-- INFORMATION SUPPLIED follows --
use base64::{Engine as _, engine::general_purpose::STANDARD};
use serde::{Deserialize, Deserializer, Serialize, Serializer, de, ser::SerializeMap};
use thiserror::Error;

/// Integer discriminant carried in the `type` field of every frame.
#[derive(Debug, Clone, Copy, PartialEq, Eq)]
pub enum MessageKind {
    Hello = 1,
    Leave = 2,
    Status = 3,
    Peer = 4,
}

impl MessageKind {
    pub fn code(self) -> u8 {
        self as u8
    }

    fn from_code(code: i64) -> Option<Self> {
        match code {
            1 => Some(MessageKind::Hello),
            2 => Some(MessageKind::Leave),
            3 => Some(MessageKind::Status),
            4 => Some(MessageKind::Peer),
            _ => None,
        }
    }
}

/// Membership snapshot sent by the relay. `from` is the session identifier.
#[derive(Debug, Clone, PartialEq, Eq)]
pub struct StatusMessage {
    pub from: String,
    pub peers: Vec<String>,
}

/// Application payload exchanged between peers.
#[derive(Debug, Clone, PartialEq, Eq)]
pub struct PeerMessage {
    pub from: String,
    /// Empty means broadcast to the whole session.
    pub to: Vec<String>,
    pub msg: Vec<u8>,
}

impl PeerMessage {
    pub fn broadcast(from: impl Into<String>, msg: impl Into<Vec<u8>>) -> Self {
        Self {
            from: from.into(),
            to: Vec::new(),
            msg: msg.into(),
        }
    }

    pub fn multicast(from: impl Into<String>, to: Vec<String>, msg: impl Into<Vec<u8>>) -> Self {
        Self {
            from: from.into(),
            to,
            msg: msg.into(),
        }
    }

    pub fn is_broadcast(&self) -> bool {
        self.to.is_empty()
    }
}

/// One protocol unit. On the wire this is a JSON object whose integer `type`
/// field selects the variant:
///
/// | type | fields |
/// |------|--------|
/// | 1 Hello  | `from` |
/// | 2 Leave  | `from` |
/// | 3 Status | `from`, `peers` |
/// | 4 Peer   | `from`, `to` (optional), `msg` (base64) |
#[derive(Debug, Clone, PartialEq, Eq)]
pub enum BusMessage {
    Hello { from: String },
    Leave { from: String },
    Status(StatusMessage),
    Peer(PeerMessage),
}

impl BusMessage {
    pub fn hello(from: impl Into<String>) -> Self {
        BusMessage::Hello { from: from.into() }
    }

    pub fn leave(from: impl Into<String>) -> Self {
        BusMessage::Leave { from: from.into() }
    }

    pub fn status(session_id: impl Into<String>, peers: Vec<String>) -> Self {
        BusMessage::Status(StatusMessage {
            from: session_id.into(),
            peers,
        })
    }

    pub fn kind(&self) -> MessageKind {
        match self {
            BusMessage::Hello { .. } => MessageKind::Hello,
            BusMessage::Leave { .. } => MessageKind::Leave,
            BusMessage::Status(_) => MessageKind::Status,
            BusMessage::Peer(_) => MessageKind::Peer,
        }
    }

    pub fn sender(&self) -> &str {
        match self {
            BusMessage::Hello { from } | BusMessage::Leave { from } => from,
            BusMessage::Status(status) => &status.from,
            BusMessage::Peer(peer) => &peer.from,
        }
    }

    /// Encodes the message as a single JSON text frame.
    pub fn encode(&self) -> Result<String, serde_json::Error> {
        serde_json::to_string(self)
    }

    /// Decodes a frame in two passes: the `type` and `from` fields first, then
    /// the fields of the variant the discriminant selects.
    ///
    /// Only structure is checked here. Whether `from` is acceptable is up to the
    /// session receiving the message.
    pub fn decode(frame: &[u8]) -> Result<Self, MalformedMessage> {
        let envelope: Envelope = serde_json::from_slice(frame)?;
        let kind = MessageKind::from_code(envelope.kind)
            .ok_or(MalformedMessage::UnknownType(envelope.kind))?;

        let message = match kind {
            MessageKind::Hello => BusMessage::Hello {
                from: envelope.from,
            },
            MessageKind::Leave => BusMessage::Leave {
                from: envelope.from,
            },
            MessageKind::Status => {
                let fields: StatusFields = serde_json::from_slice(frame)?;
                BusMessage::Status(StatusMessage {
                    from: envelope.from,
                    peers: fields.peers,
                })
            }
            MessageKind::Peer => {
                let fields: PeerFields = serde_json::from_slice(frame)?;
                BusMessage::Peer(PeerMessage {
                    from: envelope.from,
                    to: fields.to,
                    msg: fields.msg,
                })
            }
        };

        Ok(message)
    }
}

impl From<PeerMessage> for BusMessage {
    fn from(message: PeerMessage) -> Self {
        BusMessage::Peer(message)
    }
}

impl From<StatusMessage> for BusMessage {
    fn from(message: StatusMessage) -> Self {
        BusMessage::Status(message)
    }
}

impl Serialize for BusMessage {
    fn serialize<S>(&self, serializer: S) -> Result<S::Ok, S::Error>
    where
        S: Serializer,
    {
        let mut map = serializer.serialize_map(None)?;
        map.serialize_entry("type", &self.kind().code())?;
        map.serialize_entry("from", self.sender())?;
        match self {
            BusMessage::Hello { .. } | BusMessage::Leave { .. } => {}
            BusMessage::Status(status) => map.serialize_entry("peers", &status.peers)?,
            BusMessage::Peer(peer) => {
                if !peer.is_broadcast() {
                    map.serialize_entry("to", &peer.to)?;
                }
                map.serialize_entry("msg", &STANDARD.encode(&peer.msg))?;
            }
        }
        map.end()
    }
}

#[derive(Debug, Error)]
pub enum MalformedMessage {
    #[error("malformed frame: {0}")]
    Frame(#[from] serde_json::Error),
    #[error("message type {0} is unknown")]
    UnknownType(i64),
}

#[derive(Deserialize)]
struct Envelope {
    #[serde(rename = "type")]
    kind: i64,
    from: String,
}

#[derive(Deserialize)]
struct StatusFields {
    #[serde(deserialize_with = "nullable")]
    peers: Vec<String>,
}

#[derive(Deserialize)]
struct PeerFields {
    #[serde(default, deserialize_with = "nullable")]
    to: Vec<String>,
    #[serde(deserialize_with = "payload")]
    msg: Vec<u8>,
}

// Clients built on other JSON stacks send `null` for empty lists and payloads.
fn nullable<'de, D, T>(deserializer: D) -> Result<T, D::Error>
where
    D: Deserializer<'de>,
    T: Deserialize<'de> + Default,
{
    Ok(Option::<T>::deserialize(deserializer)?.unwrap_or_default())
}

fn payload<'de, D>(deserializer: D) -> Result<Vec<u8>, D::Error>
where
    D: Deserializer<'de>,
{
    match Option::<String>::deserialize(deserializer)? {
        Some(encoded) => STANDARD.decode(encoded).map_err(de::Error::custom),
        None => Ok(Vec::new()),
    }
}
-- INFORMATION SUPPLIED concluded --
Your job is to reproduce the data in full, with every line intact.

RESPONSE →
use base64::{Engine as _, engine::general_purpose::STANDARD};
use serde::{Deserialize, Deserializer, Serialize, Serializer, de, ser::SerializeMap};
use thiserror::Error;

/// Integer discriminant carried in the `type` field of every frame.
#[derive(Debug, Clone, Copy, PartialEq, Eq)]
pub enum MessageKind {
    Hello = 1,
    Leave = 2,
    Status = 3,
    Peer = 4,
}

impl MessageKind {
    pub fn code(self) -> u8 {
        self as u8
    }

    fn from_code(code: i64) -> Option<Self> {
        match code {
            1 => Some(MessageKind::Hello),
            2 => Some(MessageKind::Leave),
            3 => Some(MessageKind::Status),
            4 => Some(MessageKind::Peer),
            _ => None,
        }
    }
}

/// Membership snapshot sent by the relay. `from` is the session identifier.
#[derive(Debug, Clone, PartialEq, Eq)]
pub struct StatusMessage {
    pub from: String,
    pub peers: Vec<String>,
}

/// Application payload exchanged between peers.
#[derive(Debug, Clone, PartialEq, Eq)]
pub struct PeerMessage {
    pub from: String,
    /// Empty means broadcast to the whole session.
    pub to: Vec<String>,
    pub msg: Vec<u8>,
}

impl PeerMessage {
    pub fn broadcast(from: impl Into<String>, msg: impl Into<Vec<u8>>) -> Self {
        Self {
            from: from.into(),
            to: Vec::new(),
            msg: msg.into(),
        }
    }

    pub fn multicast(from: impl Into<String>, to: Vec<String>, msg: impl Into<Vec<u8>>) -> Self {
        Self {
            from: from.into(),
            to,
            msg: msg.into(),
        }
    }

    pub fn is_broadcast(&self) -> bool {
        self.to.is_empty()
    }
}

/// One protocol unit. On the wire this is a JSON object whose integer `type`
/// field selects the variant:
///
/// | type | fields |
/// |------|--------|
/// | 1 Hello  | `from` |
/// | 2 Leave  | `from` |
/// | 3 Status | `from`, `peers` |
/// | 4 Peer   | `from`, `to` (optional), `msg` (base64) |
#[derive(Debug, Clone, PartialEq, Eq)]
pub enum BusMessage {
    Hello { from: String },
    Leave { from: String },
    Status(StatusMessage),
    Peer(PeerMessage),
}

impl BusMessage {
    pub fn hello(from: impl Into<String>) -> Self {
        BusMessage::Hello { from: from.into() }
    }

    pub fn leave(from: impl Into<String>) -> Self {
        BusMessage::Leave { from: from.into() }
    }

    pub fn status(session_id: impl Into<String>, peers: Vec<String>) -> Self {
        BusMessage::Status(StatusMessage {
            from: session_id.into(),
            peers,
        })
    }

    pub fn kind(&self) -> MessageKind {
        match self {
            BusMessage::Hello { .. } => MessageKind::Hello,
            BusMessage::Leave { .. } => MessageKind::Leave,
            BusMessage::Status(_) => MessageKind::Status,
            BusMessage::Peer(_) => MessageKind::Peer,
        }
    }

    pub fn sender(&self) -> &str {
        match self {
            BusMessage::Hello { from } | BusMessage::Leave { from } => from,
            BusMessage::Status(status) => &status.from,
            BusMessage::Peer(peer) => &peer.from,
        }
    }

    /// Encodes the message as a single JSON text frame.
    pub fn encode(&self) -> Result<String, serde_json::Error> {
        serde_json::to_string(self)
    }

    /// Decodes a frame in two passes: the `type` and `from` fields first, then
    /// the fields of the variant the discriminant selects.
    ///
    /// Only structure is checked here. Whether `from` is acceptable is up to the
    /// session receiving the message.
    pub fn decode(frame: &[u8]) -> Result<Self, MalformedMessage> {
        let envelope: Envelope = serde_json::from_slice(frame)?;
        let kind = MessageKind::from_code(envelope.kind)
            .ok_or(MalformedMessage::UnknownType(envelope.kind))?;

        let message = match kind {
            MessageKind::Hello => BusMessage::Hello {
                from: envelope.from,
            },
            MessageKind::Leave => BusMessage::Leave {
                from: envelope.from,
            },
            MessageKind::Status => {
                let fields: StatusFields = serde_json::from_slice(frame)?;
                BusMessage::Status(StatusMessage {
                    from: envelope.from,
                    peers: fields.peers,
                })
            }
            MessageKind::Peer => {
                let fields: PeerFields = serde_json::from_slice(frame)?;
                BusMessage::Peer(PeerMessage {
                    from: envelope.from,
                    to: fields.to,
                    msg: fields.msg,
                })
            }
        };

        Ok(message)
    }
}

impl From<PeerMessage> for BusMessage {
    fn from(message: PeerMessage) -> Self {
        BusMessage::Peer(message)
    }
}

impl From<StatusMessage> for BusMessage {
    fn from(message: StatusMessage) -> Self {
        BusMessage::Status(message)
    }
}

impl Serialize for BusMessage {
    fn serialize<S>(&self, serializer: S) -> Result<S::Ok, S::Error>
    where
        S: Serializer,
    {
        let mut map = serializer.serialize_map(None)?;
        map.serialize_entry("type", &self.kind().code())?;
        map.serialize_entry("from", self.sender())?;
        match self {
            BusMessage::Hello { .. } | BusMessage::Leave { .. } => {}
            BusMessage::Status(status) => map.serialize_entry("peers", &status.peers)?,
            BusMessage::Peer(peer) => {
                if !peer.is_broadcast() {
                    map.serialize_entry("to", &peer.to)?;
                }
                map.serialize_entry("msg", &STANDARD.encode(&peer.msg))?;
            }
        }
        map.end()
    }
}

#[derive(Debug, Error)]
pub enum MalformedMessage {
    #[error("malformed frame: {0}")]
    Frame(#[from] serde_json::Error),
    #[error("message type {0} is unknown")]
    UnknownType(i64),
}

#[derive(Deserialize)]
struct Envelope {
    #[serde(rename = "type")]
    kind: i64,
    from: String,
}

#[derive(Deserialize)]
struct StatusFields {
    #[serde(deserialize_with = "nullable")]
    peers: Vec<String>,
}

#[derive(Deserialize)]
struct PeerFields {
    #[serde(default, deserialize_with = "nullable")]
    to: Vec<String>,
    #[serde(deserialize_with = "payload")]
    msg: Vec<u8>,
}

// Clients built on other JSON stacks send `null` for empty lists and payloads.
fn nullable<'de, D, T>(deserializer: D) -> Result<T, D::Error>
where
    D: Deserializer<'de>,
    T: Deserialize<'de> + Default,
{
    Ok(Option::<T>::deserialize(deserializer)?.unwrap_or_default())
}

fn payload<'de, D>(deserializer: D) -> Result<Vec<u8>, D::Error>
where
    D: Deserializer<'de>,
{
    match Option::<String>::deserialize(deserializer)? {
        Some(encoded) => STANDARD.decode(encoded).map_err(de::Error::custom),
        None => Ok(Vec::new()),
    }
}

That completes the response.